Top of INFORMATION SUPPLIED
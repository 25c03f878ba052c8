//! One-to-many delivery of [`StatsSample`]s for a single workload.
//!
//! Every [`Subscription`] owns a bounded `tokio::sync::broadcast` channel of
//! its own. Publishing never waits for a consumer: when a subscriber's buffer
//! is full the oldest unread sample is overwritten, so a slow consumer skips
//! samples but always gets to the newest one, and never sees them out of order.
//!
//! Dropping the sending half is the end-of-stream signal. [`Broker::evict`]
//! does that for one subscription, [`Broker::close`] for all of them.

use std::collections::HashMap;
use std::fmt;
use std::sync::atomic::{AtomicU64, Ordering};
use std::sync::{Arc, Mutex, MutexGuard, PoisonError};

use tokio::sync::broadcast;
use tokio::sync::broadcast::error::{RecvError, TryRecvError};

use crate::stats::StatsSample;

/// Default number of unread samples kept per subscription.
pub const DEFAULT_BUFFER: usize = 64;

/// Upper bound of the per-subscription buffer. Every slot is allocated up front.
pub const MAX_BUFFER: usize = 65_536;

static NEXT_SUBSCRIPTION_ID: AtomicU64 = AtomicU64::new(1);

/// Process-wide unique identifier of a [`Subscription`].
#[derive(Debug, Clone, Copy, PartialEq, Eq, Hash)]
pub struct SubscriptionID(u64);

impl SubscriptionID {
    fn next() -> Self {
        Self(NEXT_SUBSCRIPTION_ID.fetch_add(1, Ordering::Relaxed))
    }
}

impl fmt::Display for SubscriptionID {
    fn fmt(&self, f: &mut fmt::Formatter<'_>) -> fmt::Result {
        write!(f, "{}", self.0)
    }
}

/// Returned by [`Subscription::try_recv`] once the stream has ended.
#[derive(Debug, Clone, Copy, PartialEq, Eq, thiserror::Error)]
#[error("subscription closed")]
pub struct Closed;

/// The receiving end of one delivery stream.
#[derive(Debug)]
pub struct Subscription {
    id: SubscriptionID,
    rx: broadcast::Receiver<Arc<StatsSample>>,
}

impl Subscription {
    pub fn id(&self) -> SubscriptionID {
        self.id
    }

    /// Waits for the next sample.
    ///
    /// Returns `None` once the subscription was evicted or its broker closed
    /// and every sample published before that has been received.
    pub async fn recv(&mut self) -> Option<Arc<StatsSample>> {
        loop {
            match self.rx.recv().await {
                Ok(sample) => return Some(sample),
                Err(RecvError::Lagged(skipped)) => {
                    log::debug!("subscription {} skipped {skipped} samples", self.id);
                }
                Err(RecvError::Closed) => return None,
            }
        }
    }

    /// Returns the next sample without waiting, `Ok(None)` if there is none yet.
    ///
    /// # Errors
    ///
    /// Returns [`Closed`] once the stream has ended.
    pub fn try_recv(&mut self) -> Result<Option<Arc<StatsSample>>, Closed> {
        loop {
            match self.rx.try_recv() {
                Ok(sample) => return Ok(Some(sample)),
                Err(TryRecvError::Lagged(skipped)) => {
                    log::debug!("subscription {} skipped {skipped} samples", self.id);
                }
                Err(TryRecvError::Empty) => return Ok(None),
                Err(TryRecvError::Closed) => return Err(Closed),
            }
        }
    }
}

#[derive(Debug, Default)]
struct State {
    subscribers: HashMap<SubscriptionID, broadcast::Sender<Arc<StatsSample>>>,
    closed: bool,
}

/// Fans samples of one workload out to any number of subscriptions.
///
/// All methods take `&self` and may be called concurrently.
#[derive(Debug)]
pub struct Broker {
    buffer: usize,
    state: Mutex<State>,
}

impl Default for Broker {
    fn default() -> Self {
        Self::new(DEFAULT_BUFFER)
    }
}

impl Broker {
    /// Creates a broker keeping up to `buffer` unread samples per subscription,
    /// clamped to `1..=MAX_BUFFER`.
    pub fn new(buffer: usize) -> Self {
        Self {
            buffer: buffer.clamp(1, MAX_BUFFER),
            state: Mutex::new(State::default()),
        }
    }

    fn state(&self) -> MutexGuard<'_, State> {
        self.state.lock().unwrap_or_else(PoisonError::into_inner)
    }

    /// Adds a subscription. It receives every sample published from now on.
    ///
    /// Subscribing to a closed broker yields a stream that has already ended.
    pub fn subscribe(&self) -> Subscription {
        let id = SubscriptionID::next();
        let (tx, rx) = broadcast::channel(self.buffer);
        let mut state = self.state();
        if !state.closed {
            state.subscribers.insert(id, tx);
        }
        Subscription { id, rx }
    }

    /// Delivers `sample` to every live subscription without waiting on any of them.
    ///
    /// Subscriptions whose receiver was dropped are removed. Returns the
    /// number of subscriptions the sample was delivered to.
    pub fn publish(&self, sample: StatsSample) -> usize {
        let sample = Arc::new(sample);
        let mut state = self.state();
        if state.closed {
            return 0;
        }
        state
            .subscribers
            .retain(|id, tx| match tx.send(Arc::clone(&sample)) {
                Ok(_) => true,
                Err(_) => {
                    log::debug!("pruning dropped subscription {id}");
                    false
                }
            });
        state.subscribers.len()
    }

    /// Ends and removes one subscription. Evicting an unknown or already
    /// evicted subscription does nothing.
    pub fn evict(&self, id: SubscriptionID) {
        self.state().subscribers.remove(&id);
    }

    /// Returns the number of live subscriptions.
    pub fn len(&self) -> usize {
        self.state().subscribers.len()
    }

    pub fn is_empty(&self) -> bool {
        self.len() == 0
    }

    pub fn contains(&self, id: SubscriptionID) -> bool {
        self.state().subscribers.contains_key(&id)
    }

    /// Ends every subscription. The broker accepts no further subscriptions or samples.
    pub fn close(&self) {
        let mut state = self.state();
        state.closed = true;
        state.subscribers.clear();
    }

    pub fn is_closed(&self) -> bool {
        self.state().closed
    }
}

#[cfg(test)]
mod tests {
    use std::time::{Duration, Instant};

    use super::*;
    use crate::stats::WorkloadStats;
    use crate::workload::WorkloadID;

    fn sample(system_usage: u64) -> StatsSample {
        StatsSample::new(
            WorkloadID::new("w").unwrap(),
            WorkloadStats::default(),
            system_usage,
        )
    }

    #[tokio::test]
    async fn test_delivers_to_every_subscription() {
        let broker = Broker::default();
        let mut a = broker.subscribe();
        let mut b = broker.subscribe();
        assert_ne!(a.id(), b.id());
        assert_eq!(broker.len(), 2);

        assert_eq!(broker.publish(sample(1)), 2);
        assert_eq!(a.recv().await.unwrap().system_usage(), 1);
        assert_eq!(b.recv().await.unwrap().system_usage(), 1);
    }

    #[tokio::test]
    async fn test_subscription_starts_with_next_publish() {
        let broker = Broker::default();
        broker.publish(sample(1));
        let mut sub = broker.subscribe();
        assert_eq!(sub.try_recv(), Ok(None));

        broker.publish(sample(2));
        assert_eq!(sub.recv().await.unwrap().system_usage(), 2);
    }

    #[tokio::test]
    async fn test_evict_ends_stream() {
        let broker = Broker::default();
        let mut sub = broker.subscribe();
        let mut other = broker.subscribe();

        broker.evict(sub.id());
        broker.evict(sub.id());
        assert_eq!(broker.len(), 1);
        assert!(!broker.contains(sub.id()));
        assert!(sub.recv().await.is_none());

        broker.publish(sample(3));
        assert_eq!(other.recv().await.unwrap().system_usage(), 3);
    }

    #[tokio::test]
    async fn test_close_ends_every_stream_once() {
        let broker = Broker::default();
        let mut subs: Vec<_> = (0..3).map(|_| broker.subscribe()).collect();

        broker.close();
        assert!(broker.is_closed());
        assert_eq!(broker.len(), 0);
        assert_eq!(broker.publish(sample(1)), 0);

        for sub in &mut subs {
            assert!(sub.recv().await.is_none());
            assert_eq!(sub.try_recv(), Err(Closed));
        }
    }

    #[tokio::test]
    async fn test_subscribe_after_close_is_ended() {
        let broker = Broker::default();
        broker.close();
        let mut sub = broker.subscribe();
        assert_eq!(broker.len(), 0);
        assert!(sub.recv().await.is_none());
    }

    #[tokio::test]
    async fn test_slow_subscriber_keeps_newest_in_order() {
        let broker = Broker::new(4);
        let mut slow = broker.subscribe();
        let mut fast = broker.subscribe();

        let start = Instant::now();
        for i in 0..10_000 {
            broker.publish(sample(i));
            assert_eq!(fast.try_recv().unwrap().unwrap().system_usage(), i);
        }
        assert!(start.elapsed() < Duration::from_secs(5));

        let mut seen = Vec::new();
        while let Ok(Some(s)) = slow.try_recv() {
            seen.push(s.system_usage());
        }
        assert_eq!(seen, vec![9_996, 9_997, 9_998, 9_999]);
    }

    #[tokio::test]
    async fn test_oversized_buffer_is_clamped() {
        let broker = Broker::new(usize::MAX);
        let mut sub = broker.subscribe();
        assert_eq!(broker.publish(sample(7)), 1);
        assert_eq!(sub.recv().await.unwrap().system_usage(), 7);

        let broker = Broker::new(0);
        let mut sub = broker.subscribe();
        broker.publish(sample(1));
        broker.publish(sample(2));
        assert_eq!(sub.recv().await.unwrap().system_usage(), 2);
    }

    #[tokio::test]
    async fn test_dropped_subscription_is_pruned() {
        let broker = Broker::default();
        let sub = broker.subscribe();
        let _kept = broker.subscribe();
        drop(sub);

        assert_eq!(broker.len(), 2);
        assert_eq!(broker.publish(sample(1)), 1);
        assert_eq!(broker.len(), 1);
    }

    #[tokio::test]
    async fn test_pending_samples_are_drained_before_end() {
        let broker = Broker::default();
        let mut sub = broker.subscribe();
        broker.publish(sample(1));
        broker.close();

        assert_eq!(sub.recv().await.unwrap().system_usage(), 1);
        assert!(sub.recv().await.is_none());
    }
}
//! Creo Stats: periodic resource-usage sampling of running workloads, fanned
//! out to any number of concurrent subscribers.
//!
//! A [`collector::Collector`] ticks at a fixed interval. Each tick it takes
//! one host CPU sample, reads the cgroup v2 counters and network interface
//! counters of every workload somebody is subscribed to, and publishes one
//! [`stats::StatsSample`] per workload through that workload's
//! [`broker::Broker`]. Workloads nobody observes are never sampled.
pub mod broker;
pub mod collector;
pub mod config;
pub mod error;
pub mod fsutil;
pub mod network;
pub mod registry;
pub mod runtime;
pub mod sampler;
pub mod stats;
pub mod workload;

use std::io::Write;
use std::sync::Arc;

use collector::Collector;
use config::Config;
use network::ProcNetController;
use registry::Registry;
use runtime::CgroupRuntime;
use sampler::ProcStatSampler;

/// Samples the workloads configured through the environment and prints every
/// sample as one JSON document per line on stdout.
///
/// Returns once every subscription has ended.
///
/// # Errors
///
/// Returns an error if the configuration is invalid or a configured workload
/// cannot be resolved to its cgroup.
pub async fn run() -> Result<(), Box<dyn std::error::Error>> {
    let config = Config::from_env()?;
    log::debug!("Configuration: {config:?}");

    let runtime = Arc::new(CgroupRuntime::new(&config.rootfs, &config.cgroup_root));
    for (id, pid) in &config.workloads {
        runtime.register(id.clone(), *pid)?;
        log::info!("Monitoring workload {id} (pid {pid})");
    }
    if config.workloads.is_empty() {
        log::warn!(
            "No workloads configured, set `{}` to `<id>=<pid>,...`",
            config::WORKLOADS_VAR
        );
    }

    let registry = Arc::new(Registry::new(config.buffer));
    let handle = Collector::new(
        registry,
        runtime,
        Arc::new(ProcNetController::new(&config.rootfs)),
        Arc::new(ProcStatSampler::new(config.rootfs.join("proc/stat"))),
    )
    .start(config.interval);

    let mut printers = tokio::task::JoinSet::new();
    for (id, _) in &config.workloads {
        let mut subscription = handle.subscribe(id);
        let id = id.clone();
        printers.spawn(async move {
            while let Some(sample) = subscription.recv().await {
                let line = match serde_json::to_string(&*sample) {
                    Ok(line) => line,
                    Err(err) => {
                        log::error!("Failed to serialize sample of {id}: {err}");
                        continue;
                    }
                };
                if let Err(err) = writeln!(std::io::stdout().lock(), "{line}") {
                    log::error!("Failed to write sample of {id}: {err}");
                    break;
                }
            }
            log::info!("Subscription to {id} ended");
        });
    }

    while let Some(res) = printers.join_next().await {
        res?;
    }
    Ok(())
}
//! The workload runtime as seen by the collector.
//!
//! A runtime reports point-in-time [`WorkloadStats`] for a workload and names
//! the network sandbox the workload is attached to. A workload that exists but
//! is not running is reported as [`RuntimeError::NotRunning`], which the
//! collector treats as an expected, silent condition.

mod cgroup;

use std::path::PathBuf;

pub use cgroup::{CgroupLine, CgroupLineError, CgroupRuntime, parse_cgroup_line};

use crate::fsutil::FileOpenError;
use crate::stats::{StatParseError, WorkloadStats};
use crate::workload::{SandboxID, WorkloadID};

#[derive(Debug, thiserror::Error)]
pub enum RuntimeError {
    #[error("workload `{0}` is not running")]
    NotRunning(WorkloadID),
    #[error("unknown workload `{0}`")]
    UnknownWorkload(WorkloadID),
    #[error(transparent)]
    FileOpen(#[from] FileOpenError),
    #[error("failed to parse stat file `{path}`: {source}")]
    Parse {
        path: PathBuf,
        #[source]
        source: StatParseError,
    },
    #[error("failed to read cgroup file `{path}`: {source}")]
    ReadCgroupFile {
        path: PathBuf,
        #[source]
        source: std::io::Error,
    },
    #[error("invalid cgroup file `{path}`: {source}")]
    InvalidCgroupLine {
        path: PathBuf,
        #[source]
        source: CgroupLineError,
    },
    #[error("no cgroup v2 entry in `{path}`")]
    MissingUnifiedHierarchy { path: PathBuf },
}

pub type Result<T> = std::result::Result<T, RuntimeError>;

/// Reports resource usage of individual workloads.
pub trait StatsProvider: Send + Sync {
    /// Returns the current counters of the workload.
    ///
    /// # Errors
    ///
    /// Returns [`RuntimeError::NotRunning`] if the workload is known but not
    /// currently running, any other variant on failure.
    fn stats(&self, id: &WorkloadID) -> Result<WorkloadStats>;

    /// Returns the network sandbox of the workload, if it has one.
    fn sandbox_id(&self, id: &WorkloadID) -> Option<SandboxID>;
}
Bottom of INFORMATION SUPPLIED
YOUR INSTRUCTIONS -
Going through the records above, count the lines that include the word "Returns". Give the number alone.

REPLY TO THE TASK -
10